In the problem of online learning for changing environments, data are sequentially received one after another over time, and their distribution assumptions may vary frequently. Although existing methods demonstrate the effectiveness of their learning algorithms by providing a tight bound on either dynamic regret or adaptive regret, most of them completely ignore learning with model fairness, defined as the statistical parity across different sub-population (e.g., race and gender). Another drawback is that when adapting to a new environment, an online learner needs to update model parameters with a global change, which is costly and inefficient. Inspired by the sparse mechanism shift hypothesis, we claim that changing environments in online learning can be attributed to partial changes in learned parameters that are specific to environments and the rest remain invariant to changing environments. To this end, in this paper, we propose a novel algorithm under the assumption that data collected at each time can be disentangled with two representations, an environment-invariant semantic factor and an environment-specific variation factor. The semantic factor is further used for fair prediction under a group fairness constraint. To evaluate the sequence of model parameters generated by the learner, a novel regret is proposed in which it takes a mixed form of dynamic and static regret metrics followed by a fairness-aware long-term constraint. The detailed analysis provides theoretical guarantees for loss regret and violation of cumulative fairness constraints. Empirical evaluations on real-world datasets demonstrate our proposed method sequentially outperforms baseline methods in model accuracy and fairness.

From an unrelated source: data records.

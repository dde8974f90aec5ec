//! up2bit encoding of DNA sequences.
//!
//! A sequence is stored as a little-endian run of 2-bit codes with a `01`
//! cap above the last base:
//!
//! ```text
//!  -  G  T  C  A
//! 01 11 10 01 00      "ACTG" == 484
//! ```
//!
//! The left-most base sits in the least significant bits, so the cap always
//! marks where real sequence data ends and no length has to be stored.

use std::fmt;
use std::str::FromStr;

use num_bigint::BigUint;

use crate::MnemonicError;

/// A single nucleotide. The discriminant is its 2-bit up2bit code.
#[derive(Debug, Clone, Copy, PartialEq, Eq, Hash)]
#[repr(u8)]
pub enum Base {
    A = 0,
    C = 1,
    T = 2,
    G = 3,
}

impl Base {
    pub const ALL: [Base; 4] = [Base::A, Base::C, Base::T, Base::G];

    #[inline]
    pub fn code(self) -> u8 {
        self as u8
    }

    /// Map the low two bits of `code` to a base.
    #[inline]
    pub fn from_code(code: u8) -> Self {
        Self::ALL[(code & 0b11) as usize]
    }

    pub fn from_char(c: char) -> Option<Self> {
        match c {
            'A' => Some(Base::A),
            'C' => Some(Base::C),
            'T' => Some(Base::T),
            'G' => Some(Base::G),
            _ => None,
        }
    }

    pub fn to_char(self) -> char {
        match self {
            Base::A => 'A',
            Base::C => 'C',
            Base::T => 'T',
            Base::G => 'G',
        }
    }
}

/// An immutable run of bases.
#[derive(Debug, Clone, Default, PartialEq, Eq, Hash)]
pub struct Sequence(Vec<Base>);

impl Sequence {
    pub fn bases(&self) -> &[Base] {
        &self.0
    }

    pub fn len(&self) -> usize {
        self.0.len()
    }

    pub fn is_empty(&self) -> bool {
        self.0.is_empty()
    }
}

impl FromStr for Sequence {
    type Err = MnemonicError;

    fn from_str(s: &str) -> Result<Self, Self::Err> {
        s.chars()
            .enumerate()
            .map(|(position, character)| {
                Base::from_char(character)
                    .ok_or(MnemonicError::InvalidBaseCharacter { character, position })
            })
            .collect::<Result<Vec<_>, _>>()
            .map(Sequence)
    }
}

impl fmt::Display for Sequence {
    fn fmt(&self, f: &mut fmt::Formatter<'_>) -> fmt::Result {
        for base in &self.0 {
            write!(f, "{}", base.to_char())?;
        }
        Ok(())
    }
}

/// Encode `bases` as a capped up2bit integer.
///
/// Equivalent to starting from `1` and, for each base from last to first,
/// shifting left by two and adding the base code. Base `i` lands in bits
/// `2i..2i+2` and the cap bit at `2n`.
pub fn encode(bases: &[Base]) -> BigUint {
    let n = bases.len();
    let mut bytes = vec![0u8; n / 4 + 1];
    for (i, base) in bases.iter().enumerate() {
        bytes[i / 4] |= base.code() << (2 * (i % 4));
    }
    bytes[n / 4] |= 1 << (2 * (n % 4));
    BigUint::from_bytes_le(&bytes)
}

/// Decode a capped up2bit integer back into a sequence.
///
/// The value must have an odd bit length and its top 2-bit group must be the
/// `01` cap. `1` decodes to the empty sequence.
pub fn decode(value: &BigUint) -> Result<Sequence, MnemonicError> {
    let bits = value.bits();
    if bits % 2 == 0 {
        return Err(MnemonicError::Format(format!(
            "bit length {bits} is even, expected an odd length with a 01 cap"
        )));
    }
    let n = ((bits - 1) / 2) as usize;
    let bytes = value.to_bytes_le();
    let code_at = |i: usize| (bytes[i / 4] >> (2 * (i % 4))) & 0b11;

    let cap = code_at(n);
    if cap != 0b01 {
        return Err(MnemonicError::Format(format!("terminal code {cap:02b} is not the 01 cap")));
    }
    Ok(Sequence((0..n).map(|i| Base::from_code(code_at(i))).collect()))
}
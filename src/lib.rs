//! Lossless conversion between DNA sequences and word mnemonics.
//!
//! A sequence over `A`, `C`, `T`, `G` is packed into a capped up2bit integer
//! ([`up2bit`]), the integer is split into base-2 or base-6 digit blocks
//! ([`digits`]) and every block selects one word from a validated word list
//! ([`wordlist`], [`mnemonic`]).
//!
//! ```
//! use dna_mnemonic::{decode_mnemonic, encode_sequence, load_wordlist};
//!
//! let lines: Vec<String> = (0..2048).map(|i| format!("word{i}")).collect();
//! let wordlist = load_wordlist(&lines).unwrap();
//! let words = encode_sequence("ACTG", &wordlist).unwrap();
//! assert_eq!(words.words(), &["word484".to_string()]);
//! assert_eq!(decode_mnemonic(words.words(), &wordlist).unwrap(), "ACTG");
//! ```

pub mod config;
pub mod digits;
pub mod error;
pub mod io_utils;
pub mod mnemonic;
pub mod up2bit;
pub mod wordlist;

use num_bigint::BigUint;

pub use config::Config;
pub use error::MnemonicError;
pub use mnemonic::{Mnemonic, MnemonicCodec, Radix};
pub use up2bit::{Base, Sequence};
pub use wordlist::{InverseWordlist, Wordlist};

/// Encode a sequence string as an up2bit integer.
pub fn up2bit_encode(sequence: &str) -> Result<BigUint, MnemonicError> {
    let sequence: Sequence = sequence.parse()?;
    Ok(up2bit::encode(sequence.bases()))
}

/// Decode an up2bit integer into a sequence string.
pub fn up2bit_decode(value: &BigUint) -> Result<String, MnemonicError> {
    up2bit::decode(value).map(|s| s.to_string())
}

/// Parse and validate word-list lines.
pub fn load_wordlist<I, S>(lines: I) -> Result<Wordlist, MnemonicError>
where
    I: IntoIterator<Item = S>,
    S: AsRef<str>,
{
    Wordlist::from_lines(lines)
}

/// Encode a sequence string as words of `wordlist`.
pub fn encode_sequence(sequence: &str, wordlist: &Wordlist) -> Result<Mnemonic, MnemonicError> {
    let sequence: Sequence = sequence.parse()?;
    mnemonic::encode(&sequence, wordlist)
}

/// Decode words back to a sequence string using a [`Wordlist`] or
/// [`InverseWordlist`].
pub fn decode_mnemonic<S, W>(words: &[S], wordlist: &W) -> Result<String, MnemonicError>
where
    S: AsRef<str>,
    W: AsRef<InverseWordlist> + ?Sized,
{
    mnemonic::decode(words, wordlist).map(|s| s.to_string())
}
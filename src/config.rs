use std::fs::File;
use std::io::BufReader;
use std::path::PathBuf;

use log::debug;

use crate::io_utils::io_error;
use crate::{MnemonicError, Wordlist};

/// Environment variable consulted for the word-list path.
pub const WORDLIST_ENV: &str = "DNA_MNEMONIC_WORDLIST";

/// Runtime configuration for the command line front end.
#[derive(Debug, Clone)]
pub struct Config {
    /// Word-list file to load.
    pub wordlist: Option<PathBuf>,
    /// Upper-case the first letter of each printed word.
    pub title_case: bool,
    /// Separator placed between printed words.
    pub separator: String,
}

impl Default for Config {
    fn default() -> Self {
        Self {
            wordlist: None,
            title_case: false,
            separator: " ".to_string(),
        }
    }
}

impl Config {
    /// Open and validate the configured word list.
    pub fn load_wordlist(&self) -> Result<Wordlist, MnemonicError> {
        let path = self
            .wordlist
            .as_ref()
            .ok_or_else(|| MnemonicError::Config(format!("no word list given (use --wordlist or {WORDLIST_ENV})")))?;
        debug!("loading word list from {}", path.display());
        let file = File::open(path).map_err(|e| io_error("opening word list", path, e))?;
        Wordlist::from_reader(BufReader::new(file))
    }
}
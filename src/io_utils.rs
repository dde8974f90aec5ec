use std::io;
use std::path::Path;

use thiserror::Error;

use crate::MnemonicError;

/// Error reported by the command line front end.
#[derive(Error, Debug)]
#[error("{msg}")]
pub struct CliError {
    pub msg: String,
    #[source]
    pub source: Option<MnemonicError>,
}

/// Describe a failed file operation and suggest a fix.
pub fn format_io_error(operation: &str, path: &Path, err: &io::Error) -> String {
    let suggestion = match err.kind() {
        io::ErrorKind::NotFound => "Check that the file exists and the path is correct.",
        io::ErrorKind::PermissionDenied => "Check the file permissions.",
        io::ErrorKind::InvalidData => "The word list must be UTF-8 text.",
        _ => "Check the path and permissions.",
    };
    format!("Error {operation} '{}': {err}. {suggestion}", path.display())
}

/// Convert an I/O error into a std::io::Error with context.
pub fn io_error(operation: &str, path: &Path, err: io::Error) -> io::Error {
    io::Error::new(err.kind(), format_io_error(operation, path, &err))
}

/// CLI error without an underlying library error.
pub fn simple_cli_error(msg: &str) -> CliError {
    CliError {
        msg: msg.to_string(),
        source: None,
    }
}

/// Convert a library error into a CLI error with a hint.
pub fn mnemonic_cli_error(context: &str, err: MnemonicError) -> CliError {
    CliError {
        msg: format!("{}: {}", context, cli_hint(&err)),
        source: Some(err),
    }
}

/// Return an actionable hint for an error variant.
pub fn cli_hint(err: &MnemonicError) -> String {
    use MnemonicError::*;
    match err {
        InvalidBaseCharacter { .. } => format!("{err}. Sequences may only contain A, C, T and G."),
        Format(msg) => format!("{msg}. The value is not a valid up2bit encoding."),
        DuplicateIndex(_)
        | MissingIndex(_)
        | DuplicateWord { .. }
        | InvalidDiceCode { .. }
        | InvalidLine { .. } => {
            format!("{err}. Check the word-list file.")
        }
        InvalidWordlistSize(_) => format!("{err}. Word lists need 2^k or 6^k entries."),
        UnknownWord(w) => {
            format!("unknown word '{w}'. Was the mnemonic made with a different word list?")
        }
        InvalidRadix(_) | InvalidDigit { .. } => format!("{err}. This is a bug."),
        Config(msg) => format!("{msg}. Invalid configuration."),
        Io(io) => format!("{io}"),
    }
}

#[cfg(test)]
mod tests {
    use super::*;

    #[test]
    fn not_found_suggestion() {
        let err = io::Error::new(io::ErrorKind::NotFound, "gone");
        let msg = format_io_error("reading", Path::new("list.txt"), &err);
        assert!(msg.contains("'list.txt'"));
        assert!(msg.contains("Check that the file exists"));
    }

    #[test]
    fn hint_names_unknown_word() {
        let err = mnemonic_cli_error("decoding", MnemonicError::UnknownWord("zzz".into()));
        assert!(err.to_string().starts_with("decoding: unknown word 'zzz'"));
        assert!(std::error::Error::source(&err).is_some());
    }
}
use honggfuzz::fuzz;

fn main() {
    loop {
        fuzz!(|data: &[u8]| {
            if let Ok(text) = std::str::from_utf8(data) {
                if let Ok(wl) = dna_mnemonic::Wordlist::from_lines(text.lines()) {
                    for (i, word) in wl.words().iter().enumerate() {
                        assert_eq!(wl.inverse().get(word), Some(i));
                    }
                }
            }
        });
    }
}
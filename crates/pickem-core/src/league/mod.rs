pub mod game;
pub mod member;
pub mod pick;
pub mod season;

pub use game::{FinalScore, Game, GameId, GameStatus, Team, TeamId};
pub use member::{Group, GroupId, Membership, User, UserId};
pub use pick::{NewPick, Outcome, Pick, PickId, PickResult, Scope};
pub use season::{Season, SeasonId, Week, WeekKind};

翻译：在变化环境下的在线学习问题中，数据随时间序列化依次接收，其分布假设可能频繁变化。尽管现有方法通过提供动态遗憾或自适应遗憾的紧界来证明其学习算法的有效性，但绝大多数方法完全忽略了具有模型公平性的学习——即不同子群体（如种族和性别）之间的统计均等性。另一个缺陷在于，当适应新环境时，在线学习器需要通过全局更新模型参数，这种方式成本高昂且效率低下。受稀疏机制转移假说启发，我们认为在线学习中的环境变化可归因于学习参数的部分变化——其中特定环境的参数发生改变，而其余参数对环境变化保持不变。为此，本文提出一种新算法，其假设每个时刻收集的数据可通过两种表征进行解耦：环境不变的语义因子和环境特定的变异因子。语义因子进一步用于满足组公平约束下的公平预测。为评估学习器生成的模型参数序列，我们提出一种新型遗憾度量，该度量融合了动态与静态遗憾指标的混合形式，并伴随公平感知的长期约束。详细分析提供了损失遗憾与累积公平约束违反的理论保证。在真实数据集上的实证评估表明，我们所提方法的模型准确率和公平性均持续优于基线方法。